What the task requires |
Only the lines below between the ones containing "filename match3-core/src/objectives.rs" and "#[derive(Clone, Debug)]", inclusive, are to be reproduced, each exactly as it stands.

──────── Data excerpts ────────

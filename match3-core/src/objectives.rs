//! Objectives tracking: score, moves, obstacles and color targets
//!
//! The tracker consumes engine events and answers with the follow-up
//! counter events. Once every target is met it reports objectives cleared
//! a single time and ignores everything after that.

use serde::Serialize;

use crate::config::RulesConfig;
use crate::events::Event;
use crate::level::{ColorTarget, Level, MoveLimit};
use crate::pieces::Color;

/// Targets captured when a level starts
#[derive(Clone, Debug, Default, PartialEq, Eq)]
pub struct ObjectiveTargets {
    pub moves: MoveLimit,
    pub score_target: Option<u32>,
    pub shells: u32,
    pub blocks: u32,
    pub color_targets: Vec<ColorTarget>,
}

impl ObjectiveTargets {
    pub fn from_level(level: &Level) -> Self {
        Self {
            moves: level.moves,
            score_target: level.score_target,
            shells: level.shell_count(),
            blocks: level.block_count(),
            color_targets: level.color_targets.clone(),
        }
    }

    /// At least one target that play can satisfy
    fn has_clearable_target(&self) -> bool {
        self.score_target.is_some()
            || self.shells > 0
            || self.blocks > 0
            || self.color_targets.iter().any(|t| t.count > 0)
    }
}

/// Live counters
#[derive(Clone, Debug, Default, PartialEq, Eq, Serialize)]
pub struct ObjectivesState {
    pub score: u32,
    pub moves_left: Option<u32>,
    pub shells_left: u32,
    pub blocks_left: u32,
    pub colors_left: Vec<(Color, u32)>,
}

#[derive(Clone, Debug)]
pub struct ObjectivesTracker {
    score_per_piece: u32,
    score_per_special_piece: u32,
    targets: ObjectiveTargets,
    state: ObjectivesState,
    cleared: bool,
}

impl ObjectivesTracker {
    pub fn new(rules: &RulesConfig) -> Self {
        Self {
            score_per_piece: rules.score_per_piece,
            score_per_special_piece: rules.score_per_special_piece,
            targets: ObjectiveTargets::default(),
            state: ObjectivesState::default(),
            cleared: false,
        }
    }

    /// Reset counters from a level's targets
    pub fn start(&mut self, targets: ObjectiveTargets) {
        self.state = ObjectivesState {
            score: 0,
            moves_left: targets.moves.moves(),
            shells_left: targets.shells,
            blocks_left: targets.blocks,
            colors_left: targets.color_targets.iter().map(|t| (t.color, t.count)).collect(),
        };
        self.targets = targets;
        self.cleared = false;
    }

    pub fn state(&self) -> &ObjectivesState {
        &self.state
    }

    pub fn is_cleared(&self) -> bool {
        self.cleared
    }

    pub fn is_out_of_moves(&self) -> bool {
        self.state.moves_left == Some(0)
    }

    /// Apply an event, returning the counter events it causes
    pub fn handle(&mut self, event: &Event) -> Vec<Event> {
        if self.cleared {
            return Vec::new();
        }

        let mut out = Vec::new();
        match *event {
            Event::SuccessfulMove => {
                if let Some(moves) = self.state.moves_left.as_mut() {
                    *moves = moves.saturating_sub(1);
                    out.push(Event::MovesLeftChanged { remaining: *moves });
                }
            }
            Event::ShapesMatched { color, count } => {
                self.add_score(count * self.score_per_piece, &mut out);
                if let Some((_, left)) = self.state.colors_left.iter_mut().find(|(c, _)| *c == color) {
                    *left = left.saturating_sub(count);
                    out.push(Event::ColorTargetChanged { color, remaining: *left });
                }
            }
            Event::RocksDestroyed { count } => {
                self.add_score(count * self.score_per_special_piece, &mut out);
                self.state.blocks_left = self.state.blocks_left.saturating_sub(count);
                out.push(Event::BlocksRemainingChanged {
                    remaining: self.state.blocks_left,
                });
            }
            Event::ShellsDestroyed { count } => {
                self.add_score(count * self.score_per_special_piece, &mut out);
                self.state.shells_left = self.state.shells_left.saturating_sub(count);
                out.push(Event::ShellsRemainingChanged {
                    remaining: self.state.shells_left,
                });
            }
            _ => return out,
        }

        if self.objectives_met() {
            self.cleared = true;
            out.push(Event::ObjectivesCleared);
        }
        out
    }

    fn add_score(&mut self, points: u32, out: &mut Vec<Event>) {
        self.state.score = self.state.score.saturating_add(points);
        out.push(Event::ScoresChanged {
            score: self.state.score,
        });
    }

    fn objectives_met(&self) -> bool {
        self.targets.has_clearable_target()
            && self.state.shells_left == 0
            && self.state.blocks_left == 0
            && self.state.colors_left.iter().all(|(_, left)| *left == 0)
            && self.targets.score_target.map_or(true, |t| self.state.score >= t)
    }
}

────────
──────── Data excerpts ────────

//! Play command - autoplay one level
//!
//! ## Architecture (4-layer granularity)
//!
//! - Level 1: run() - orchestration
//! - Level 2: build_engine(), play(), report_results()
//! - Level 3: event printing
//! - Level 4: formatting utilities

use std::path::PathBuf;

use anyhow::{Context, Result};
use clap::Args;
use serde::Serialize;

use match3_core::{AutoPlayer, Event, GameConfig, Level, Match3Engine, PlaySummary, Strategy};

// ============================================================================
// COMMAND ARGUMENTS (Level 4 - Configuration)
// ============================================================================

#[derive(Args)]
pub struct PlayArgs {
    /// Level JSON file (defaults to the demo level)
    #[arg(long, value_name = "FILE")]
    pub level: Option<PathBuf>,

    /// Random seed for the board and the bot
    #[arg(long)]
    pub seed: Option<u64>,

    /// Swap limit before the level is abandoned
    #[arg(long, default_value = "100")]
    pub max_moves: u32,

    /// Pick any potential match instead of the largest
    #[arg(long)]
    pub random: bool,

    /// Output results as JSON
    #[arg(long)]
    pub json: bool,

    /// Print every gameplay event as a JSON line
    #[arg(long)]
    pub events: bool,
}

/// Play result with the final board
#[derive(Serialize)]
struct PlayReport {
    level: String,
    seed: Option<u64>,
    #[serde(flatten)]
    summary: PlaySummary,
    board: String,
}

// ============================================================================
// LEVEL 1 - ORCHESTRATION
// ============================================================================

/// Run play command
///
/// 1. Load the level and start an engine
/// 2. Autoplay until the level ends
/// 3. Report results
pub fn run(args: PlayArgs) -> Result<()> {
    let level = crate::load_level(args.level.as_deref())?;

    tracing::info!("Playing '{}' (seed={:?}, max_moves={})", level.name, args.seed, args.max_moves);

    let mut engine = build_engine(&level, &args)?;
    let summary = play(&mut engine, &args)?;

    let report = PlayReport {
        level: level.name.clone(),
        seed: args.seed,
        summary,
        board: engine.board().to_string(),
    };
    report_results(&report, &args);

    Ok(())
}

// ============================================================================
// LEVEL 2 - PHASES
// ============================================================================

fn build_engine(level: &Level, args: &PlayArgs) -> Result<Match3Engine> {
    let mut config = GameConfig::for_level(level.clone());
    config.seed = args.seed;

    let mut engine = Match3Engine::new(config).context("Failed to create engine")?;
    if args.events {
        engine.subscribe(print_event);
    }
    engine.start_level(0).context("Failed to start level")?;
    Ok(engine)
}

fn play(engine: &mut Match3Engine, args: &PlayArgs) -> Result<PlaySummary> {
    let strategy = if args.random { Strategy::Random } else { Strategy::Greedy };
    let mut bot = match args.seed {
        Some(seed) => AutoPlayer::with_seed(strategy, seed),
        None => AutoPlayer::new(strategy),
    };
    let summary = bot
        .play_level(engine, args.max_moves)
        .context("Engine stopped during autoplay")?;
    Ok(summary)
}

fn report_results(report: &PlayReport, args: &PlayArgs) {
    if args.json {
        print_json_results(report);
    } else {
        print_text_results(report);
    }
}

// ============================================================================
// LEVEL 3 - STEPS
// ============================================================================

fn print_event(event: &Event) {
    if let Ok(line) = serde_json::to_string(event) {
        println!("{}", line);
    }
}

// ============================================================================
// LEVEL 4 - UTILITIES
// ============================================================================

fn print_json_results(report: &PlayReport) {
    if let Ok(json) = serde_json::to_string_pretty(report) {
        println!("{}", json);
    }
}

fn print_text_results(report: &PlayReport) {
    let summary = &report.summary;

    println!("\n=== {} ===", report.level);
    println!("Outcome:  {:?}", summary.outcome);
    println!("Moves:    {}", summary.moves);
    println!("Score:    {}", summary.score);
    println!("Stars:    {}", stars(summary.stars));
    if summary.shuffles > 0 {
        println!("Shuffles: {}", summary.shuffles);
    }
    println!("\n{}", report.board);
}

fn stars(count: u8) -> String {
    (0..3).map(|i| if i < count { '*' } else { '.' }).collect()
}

────────

Worked solution |
filename match3-core/src/objectives.rs
//! Objectives tracking: score, moves, obstacles and color targets
//!
//! The tracker consumes engine events and answers with the follow-up
//! counter events. Once every target is met it reports objectives cleared
//! a single time and ignores everything after that.

use serde::Serialize;

use crate::config::RulesConfig;
use crate::events::Event;
use crate::level::{ColorTarget, Level, MoveLimit};
use crate::pieces::Color;

/// Targets captured when a level starts
#[derive(Clone, Debug, Default, PartialEq, Eq)]
pub struct ObjectiveTargets {
    pub moves: MoveLimit,
    pub score_target: Option<u32>,
    pub shells: u32,
    pub blocks: u32,
    pub color_targets: Vec<ColorTarget>,
}

impl ObjectiveTargets {
    pub fn from_level(level: &Level) -> Self {
        Self {
            moves: level.moves,
            score_target: level.score_target,
            shells: level.shell_count(),
            blocks: level.block_count(),
            color_targets: level.color_targets.clone(),
        }
    }

    /// At least one target that play can satisfy
    fn has_clearable_target(&self) -> bool {
        self.score_target.is_some()
            || self.shells > 0
            || self.blocks > 0
            || self.color_targets.iter().any(|t| t.count > 0)
    }
}

/// Live counters
#[derive(Clone, Debug, Default, PartialEq, Eq, Serialize)]
pub struct ObjectivesState {
    pub score: u32,
    pub moves_left: Option<u32>,
    pub shells_left: u32,
    pub blocks_left: u32,
    pub colors_left: Vec<(Color, u32)>,
}

#[derive(Clone, Debug)]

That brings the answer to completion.